Saved data entries:
....................
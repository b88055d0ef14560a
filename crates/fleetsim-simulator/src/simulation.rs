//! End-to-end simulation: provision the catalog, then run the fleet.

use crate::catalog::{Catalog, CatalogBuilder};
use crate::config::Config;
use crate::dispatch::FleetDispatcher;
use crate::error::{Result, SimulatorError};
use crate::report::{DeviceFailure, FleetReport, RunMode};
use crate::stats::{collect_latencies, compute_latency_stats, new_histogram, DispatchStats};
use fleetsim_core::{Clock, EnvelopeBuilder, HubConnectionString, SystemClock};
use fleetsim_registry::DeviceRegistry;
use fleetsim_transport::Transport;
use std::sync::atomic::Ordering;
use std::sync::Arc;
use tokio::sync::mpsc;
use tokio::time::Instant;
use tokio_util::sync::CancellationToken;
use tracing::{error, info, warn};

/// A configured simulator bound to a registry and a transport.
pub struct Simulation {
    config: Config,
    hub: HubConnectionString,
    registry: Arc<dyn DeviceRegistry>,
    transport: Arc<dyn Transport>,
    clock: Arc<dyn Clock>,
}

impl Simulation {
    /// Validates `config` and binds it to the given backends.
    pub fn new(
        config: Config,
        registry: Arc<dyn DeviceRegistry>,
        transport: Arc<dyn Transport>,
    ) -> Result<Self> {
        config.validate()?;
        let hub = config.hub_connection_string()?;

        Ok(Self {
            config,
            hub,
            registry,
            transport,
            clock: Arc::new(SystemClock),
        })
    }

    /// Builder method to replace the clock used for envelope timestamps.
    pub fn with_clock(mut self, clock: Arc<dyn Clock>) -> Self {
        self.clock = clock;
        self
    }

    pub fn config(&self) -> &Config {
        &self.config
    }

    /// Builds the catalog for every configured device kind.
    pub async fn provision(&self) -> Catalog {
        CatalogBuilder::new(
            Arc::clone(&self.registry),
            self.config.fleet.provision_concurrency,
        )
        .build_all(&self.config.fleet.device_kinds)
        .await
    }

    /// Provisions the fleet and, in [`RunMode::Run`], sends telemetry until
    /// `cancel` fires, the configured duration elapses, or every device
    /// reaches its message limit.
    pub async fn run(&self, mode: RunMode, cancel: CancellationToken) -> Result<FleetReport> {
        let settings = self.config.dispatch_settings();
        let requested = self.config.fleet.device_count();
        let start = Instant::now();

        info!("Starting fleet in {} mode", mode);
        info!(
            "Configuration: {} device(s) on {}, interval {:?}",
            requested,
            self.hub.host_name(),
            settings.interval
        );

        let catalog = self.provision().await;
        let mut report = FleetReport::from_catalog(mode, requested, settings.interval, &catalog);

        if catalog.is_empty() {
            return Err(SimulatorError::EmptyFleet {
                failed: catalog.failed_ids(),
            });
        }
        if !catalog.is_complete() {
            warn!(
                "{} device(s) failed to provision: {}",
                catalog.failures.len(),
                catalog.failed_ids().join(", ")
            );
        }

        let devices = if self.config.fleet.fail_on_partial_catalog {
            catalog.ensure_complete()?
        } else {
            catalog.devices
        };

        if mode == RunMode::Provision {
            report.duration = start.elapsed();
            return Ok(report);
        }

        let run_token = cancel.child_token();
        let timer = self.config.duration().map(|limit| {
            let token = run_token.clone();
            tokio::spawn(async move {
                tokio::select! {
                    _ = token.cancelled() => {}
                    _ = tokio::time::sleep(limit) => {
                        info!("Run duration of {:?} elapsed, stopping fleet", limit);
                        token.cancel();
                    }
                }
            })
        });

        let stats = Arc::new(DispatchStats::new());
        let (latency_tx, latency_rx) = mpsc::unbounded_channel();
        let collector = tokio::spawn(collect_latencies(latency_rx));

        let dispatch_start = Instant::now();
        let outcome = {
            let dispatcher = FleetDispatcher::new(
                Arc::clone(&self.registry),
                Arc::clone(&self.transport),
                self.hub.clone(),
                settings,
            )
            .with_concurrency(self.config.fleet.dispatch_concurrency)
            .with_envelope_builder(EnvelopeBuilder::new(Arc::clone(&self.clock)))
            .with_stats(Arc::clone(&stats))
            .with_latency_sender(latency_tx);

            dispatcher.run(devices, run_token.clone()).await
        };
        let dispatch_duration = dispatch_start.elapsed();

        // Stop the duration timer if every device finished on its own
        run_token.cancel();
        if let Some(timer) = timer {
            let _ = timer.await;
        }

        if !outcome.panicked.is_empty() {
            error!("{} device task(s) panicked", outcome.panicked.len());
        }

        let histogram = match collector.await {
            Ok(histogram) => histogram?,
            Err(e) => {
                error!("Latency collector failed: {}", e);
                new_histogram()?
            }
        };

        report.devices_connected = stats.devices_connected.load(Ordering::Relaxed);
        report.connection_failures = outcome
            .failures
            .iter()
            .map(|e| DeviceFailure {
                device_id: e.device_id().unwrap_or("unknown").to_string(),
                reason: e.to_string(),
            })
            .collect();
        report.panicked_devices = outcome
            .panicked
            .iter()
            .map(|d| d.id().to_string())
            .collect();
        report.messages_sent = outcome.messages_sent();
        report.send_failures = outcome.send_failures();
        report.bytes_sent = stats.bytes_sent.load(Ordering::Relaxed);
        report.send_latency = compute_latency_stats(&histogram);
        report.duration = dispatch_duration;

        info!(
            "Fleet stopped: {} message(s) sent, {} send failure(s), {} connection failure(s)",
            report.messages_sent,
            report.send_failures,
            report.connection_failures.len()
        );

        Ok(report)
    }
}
....................
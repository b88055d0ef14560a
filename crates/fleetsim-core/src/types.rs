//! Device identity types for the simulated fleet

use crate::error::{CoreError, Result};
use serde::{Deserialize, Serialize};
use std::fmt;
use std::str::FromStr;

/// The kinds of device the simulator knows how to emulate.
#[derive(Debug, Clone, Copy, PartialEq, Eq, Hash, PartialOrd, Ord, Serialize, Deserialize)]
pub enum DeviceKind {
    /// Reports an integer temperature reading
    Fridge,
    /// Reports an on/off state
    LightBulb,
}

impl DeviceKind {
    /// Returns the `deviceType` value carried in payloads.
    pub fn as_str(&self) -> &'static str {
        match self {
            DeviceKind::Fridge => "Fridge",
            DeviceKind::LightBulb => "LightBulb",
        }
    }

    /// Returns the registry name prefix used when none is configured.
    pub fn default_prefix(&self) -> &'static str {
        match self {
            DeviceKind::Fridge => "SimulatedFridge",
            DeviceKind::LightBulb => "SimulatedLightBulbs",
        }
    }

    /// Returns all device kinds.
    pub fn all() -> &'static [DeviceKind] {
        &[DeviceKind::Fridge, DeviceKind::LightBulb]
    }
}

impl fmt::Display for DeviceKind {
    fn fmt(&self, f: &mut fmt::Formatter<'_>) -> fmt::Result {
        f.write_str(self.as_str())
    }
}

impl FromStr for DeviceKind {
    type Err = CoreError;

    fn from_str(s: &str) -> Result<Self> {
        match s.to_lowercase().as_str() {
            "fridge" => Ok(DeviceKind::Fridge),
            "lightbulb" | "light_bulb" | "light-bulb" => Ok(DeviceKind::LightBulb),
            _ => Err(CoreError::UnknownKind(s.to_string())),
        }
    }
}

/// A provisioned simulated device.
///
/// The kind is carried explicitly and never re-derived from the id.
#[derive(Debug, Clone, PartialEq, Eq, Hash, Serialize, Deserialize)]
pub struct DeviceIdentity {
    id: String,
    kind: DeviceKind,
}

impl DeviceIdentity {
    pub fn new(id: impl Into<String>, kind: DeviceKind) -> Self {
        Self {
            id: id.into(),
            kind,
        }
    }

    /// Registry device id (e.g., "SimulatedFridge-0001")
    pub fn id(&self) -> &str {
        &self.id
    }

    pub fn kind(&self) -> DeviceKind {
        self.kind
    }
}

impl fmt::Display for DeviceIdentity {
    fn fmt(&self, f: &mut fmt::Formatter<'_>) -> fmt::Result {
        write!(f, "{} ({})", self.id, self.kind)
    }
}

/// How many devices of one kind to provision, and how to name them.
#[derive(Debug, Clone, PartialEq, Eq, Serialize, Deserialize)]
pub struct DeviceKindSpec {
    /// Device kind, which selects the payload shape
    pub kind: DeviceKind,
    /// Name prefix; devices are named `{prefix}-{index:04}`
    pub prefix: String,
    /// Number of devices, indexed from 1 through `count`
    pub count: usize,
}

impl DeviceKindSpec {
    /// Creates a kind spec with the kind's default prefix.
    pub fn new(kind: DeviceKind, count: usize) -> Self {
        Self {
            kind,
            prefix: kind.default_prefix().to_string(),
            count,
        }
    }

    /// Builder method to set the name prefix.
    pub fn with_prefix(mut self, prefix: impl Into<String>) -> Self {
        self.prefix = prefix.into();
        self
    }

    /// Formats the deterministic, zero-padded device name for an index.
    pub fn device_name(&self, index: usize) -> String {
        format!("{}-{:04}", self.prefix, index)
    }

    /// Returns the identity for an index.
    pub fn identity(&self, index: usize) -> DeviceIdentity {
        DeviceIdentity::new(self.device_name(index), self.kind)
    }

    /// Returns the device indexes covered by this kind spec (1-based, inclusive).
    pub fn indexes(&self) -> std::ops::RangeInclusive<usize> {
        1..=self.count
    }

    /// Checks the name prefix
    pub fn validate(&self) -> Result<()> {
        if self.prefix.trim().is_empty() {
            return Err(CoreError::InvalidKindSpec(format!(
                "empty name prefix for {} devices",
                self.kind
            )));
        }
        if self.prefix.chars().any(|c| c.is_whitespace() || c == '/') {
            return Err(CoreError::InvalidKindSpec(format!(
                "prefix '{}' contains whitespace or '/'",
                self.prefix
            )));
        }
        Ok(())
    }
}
....................
TASK BRIEF:
Copy, exactly and only, the lines above that begin with the one containing "of devices, indexed" and finish with the one containing "pub fn with_prefix(mut".

ANSWER BOX:
    /// Number of devices, indexed from 1 through `count`
    pub count: usize,
}

impl DeviceKindSpec {
    /// Creates a kind spec with the kind's default prefix.
    pub fn new(kind: DeviceKind, count: usize) -> Self {
        Self {
            kind,
            prefix: kind.default_prefix().to_string(),
            count,
        }
    }

    /// Builder method to set the name prefix.
    pub fn with_prefix(mut self, prefix: impl Into<String>) -> Self {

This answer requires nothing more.